Educational institutions of all levels can connect to EENet. Slightly over 20% of all
primary and secondary schools are connected to EENet, others to commercial providers.
In 1997 EENet got some funding from Tiger Leap project for connecting schools. Why
EENet? EENet had already experiences with connecting the very first schools in Estonia,
required competence and specialists. So it was considered a natural part of EENet work.
General model: schools themselves or local authorities pay for their communication
equipment and for the access network to the EENet PoP.
Using EENet's backbone and international connection is free for all clients of EENet. I.e.
since the beginning of EENet in 1993 until now the clients have had to pay only to the
operators of the last mile only, not to EENet.

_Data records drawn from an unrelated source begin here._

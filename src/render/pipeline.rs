//! CPU render pipeline for tone adjustments
//!
//! Each call allocates a fresh output surface sized to the source image, so
//! no state is shared between renders.

use image::{Rgba, RgbaImage};

use crate::color::ToneTransform;
use crate::error::EditorError;
use crate::state::edit::FilterSettings;

/// Render `source` through the filter settings.
///
/// The output is a pure function of `(source, filters)`: identical inputs
/// always produce identical pixels. Alpha is passed through untouched.
///
/// # Returns
/// * `Ok(image)` - the filtered image, same dimensions as `source`
/// * `Err(Render)` - the output surface could not be created
pub fn render(source: &RgbaImage, filters: &FilterSettings) -> Result<RgbaImage, EditorError> {
    let (width, height) = source.dimensions();
    if width == 0 || height == 0 {
        return Err(EditorError::Render("cannot render an empty image".to_string()));
    }

    let transform = ToneTransform::from_filters(filters);
    if transform.is_identity() {
        return Ok(source.clone());
    }

    let mut surface = RgbaImage::new(width, height);
    for (out, src) in surface.pixels_mut().zip(source.pixels()) {
        let Rgba([r, g, b, a]) = *src;
        let [r, g, b] = transform.apply([r, g, b]);
        *out = Rgba([r, g, b, a]);
    }

    Ok(surface)
}

#[cfg(test)]
mod tests {
    use super::*;
    use crate::state::edit::Filter;

    fn gray(width: u32, height: u32, value: u8) -> RgbaImage {
        RgbaImage::from_pixel(width, height, Rgba([value, value, value, 255]))
    }

    fn gradient() -> RgbaImage {
        RgbaImage::from_fn(16, 8, |x, y| Rgba([(x * 16) as u8, (y * 30) as u8, 200, 255]))
    }

    #[test]
    fn test_render_is_deterministic() {
        let source = gradient();
        let mut filters = FilterSettings::default();
        filters.set(Filter::Brightness, -17);
        filters.set(Filter::Contrast, 22);
        filters.set(Filter::Saturation, -5);

        let first = render(&source, &filters).unwrap();
        let second = render(&source, &filters).unwrap();
        assert_eq!(first.as_raw(), second.as_raw());
    }

    #[test]
    fn test_brightness_lifts_mid_gray_then_reset_restores() {
        let source = gray(4, 4, 128);
        let mut filters = FilterSettings::default();
        filters.set(Filter::Brightness, 40);

        let bright = render(&source, &filters).unwrap();
        for (out, src) in bright.pixels().zip(source.pixels()) {
            assert!(out[0] > src[0]);
            assert_eq!(out[0], out[1]);
            assert_eq!(out[1], out[2]);
        }

        filters.reset();
        let restored = render(&source, &filters).unwrap();
        assert_eq!(restored, source);
    }

    #[test]
    fn test_alpha_is_preserved() {
        let mut source = gradient();
        source.put_pixel(3, 3, Rgba([40, 50, 60, 0]));
        let mut filters = FilterSettings::default();
        filters.set(Filter::Contrast, 30);

        let out = render(&source, &filters).unwrap();
        assert_eq!(out.get_pixel(3, 3)[3], 0);
        assert_eq!(out.get_pixel(0, 0)[3], 255);
        assert_eq!(out.dimensions(), source.dimensions());
    }

    #[test]
    fn test_empty_image_is_render_error() {
        let err = render(&RgbaImage::new(0, 0), &FilterSettings::default()).unwrap_err();
        assert!(matches!(err, EditorError::Render(_)));
    }
}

Connection technology: leased lines (in the beginning analogue lines, digital lines and
copper; today only those who could get copper), wireless (smaller towns or villages),
optic fiber.
Main provider of leased lines has been and is Elion Ettevõtted AS (former Estonian
Telephone) as it is the only firm having infrastructure almost everywhere. Some years
ago small enterprises were created by enthusiasts in smaller towns/villages for building
wireless LAN-s there and offering to different institutions and people access to different
networks (academic, commercial, governmental); today several of them have joined or
left the market as it is difficult to compete with Elion's ADSL services.

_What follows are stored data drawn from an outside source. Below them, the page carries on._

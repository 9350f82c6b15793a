//! Theme toggling with a persisted preference.

use gloo::events::{EventListener, EventListenerOptions};
use wasm_bindgen::JsCast;
use web_sys::{Document, KeyboardEvent};

use lumen_engine::content::theme::{self, Theme};

/// Apply the stored preference, wire the toggle button and the
/// Ctrl/Cmd+D shortcut.
pub fn install(document: &Document) {
    if let Some(Theme::Dark) = stored_theme() {
        apply(document, Theme::Dark);
    }

    match document.get_element_by_id("themeBtn") {
        Some(button) => {
            let doc = document.clone();
            EventListener::new(&button, "click", move |_| toggle(&doc)).forget();
        }
        None => log::debug!("theme: no #themeBtn on this page"),
    }

    if let Some(window) = web_sys::window() {
        let doc = document.clone();
        EventListener::new_with_options(
            &window,
            "keydown",
            EventListenerOptions::enable_prevent_default(),
            move |event| {
                let Some(e) = event.dyn_ref::<KeyboardEvent>() else {
                    return;
                };
                if (e.ctrl_key() || e.meta_key()) && e.key().eq_ignore_ascii_case("d") {
                    e.prevent_default();
                    toggle(&doc);
                }
            },
        )
        .forget();
    }
}

/// Flip the theme, update the button label, persist the choice.
pub fn toggle(document: &Document) {
    let next = current(document).toggled();
    apply(document, next);
    store(next);
}

/// Current theme as reflected by the body class.
fn current(document: &Document) -> Theme {
    match document.body() {
        Some(body) if body.class_list().contains(theme::BODY_CLASS) => Theme::Dark,
        _ => Theme::Light,
    }
}

fn apply(document: &Document, choice: Theme) {
    if let Some(body) = document.body() {
        let classes = body.class_list();
        let result = if choice.is_dark() {
            classes.add_1(theme::BODY_CLASS)
        } else {
            classes.remove_1(theme::BODY_CLASS)
        };
        if let Err(err) = result {
            log::warn!("theme: body class toggle failed: {:?}", err);
        }
    }
    if let Some(button) = document.get_element_by_id("themeBtn") {
        button.set_text_content(Some(choice.button_label()));
    }
}

/// Stored preference, if any. Storage failures (private mode) read as
/// no preference.
fn stored_theme() -> Option<Theme> {
    let storage = web_sys::window()?.local_storage().ok()??;
    let raw = storage.get_item(theme::STORAGE_KEY).ok()??;
    Some(Theme::from_stored(&raw))
}

fn store(choice: Theme) {
    let Some(window) = web_sys::window() else {
        return;
    };
    if let Ok(Some(storage)) = window.local_storage() {
        // Private-mode storage can refuse writes; the toggle still works.
        let _ = storage.set_item(theme::STORAGE_KEY, choice.as_str());
    }
}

In towns: the prefferred technology is to build optical MAN with connection to EENet
PoP. This optical MAN is later owned by local authority who pays maintenance costs;
permanent connection for schools is free. Such MAN is in operation in Tartu where all
schools use 100Mbps connection; similar MANs are being built in Viljandi and Paide,
projects prepared for Narva and Jõgeva. In 2005 this model has been encouraged by
Tiger Leap Foundations funding: EENet has applied for funding on behalf of local
governments and acts as technical supervisor for the project; actual funding agreements
are/will be signed by the local government and Tiger Leap Foundation.
EENet services:
EENet concludes data communications agreements (DCA) with client institutions.
Those agreements cover either one or multiple services for each of those institutions from
following set:
mailboxes in EENet server
webhosting in EENet server
permanent connection
Every institution appoints in the DCA for further communication an administration and a
technical contact person, with whom the EENet contacts if there are changes or problems
in services, service breaks, changes in governing documents etc.
Connectivity:
No recommendations concerning connection method, capacity, routers, local networks,
servers (of course EENet will advise if asked).
No QoS requirements or recommendations on access network
Router chosen, paid for and managed by client (EENet not involved)
EENet however monitors comm. port on their side and contacts school or/and operator if
something is wrong.
Mail service: schools may have their own mail servers or can get several (50, 100, ..)
mailboxes in EENet's mail server. In latter case an annex to the schools DCA will be
prepared and signed.
Package includes: incoming&outgoing server, initial 100 MB mailbox, virus&spam
filtering on server, several aliases, virtual domain, webmail portals.
Webhosting:
webhosting space for projects upon request (practically unlimited), content policy in
DCA and AUP, PHP+MySQL, EENet logo compulsory.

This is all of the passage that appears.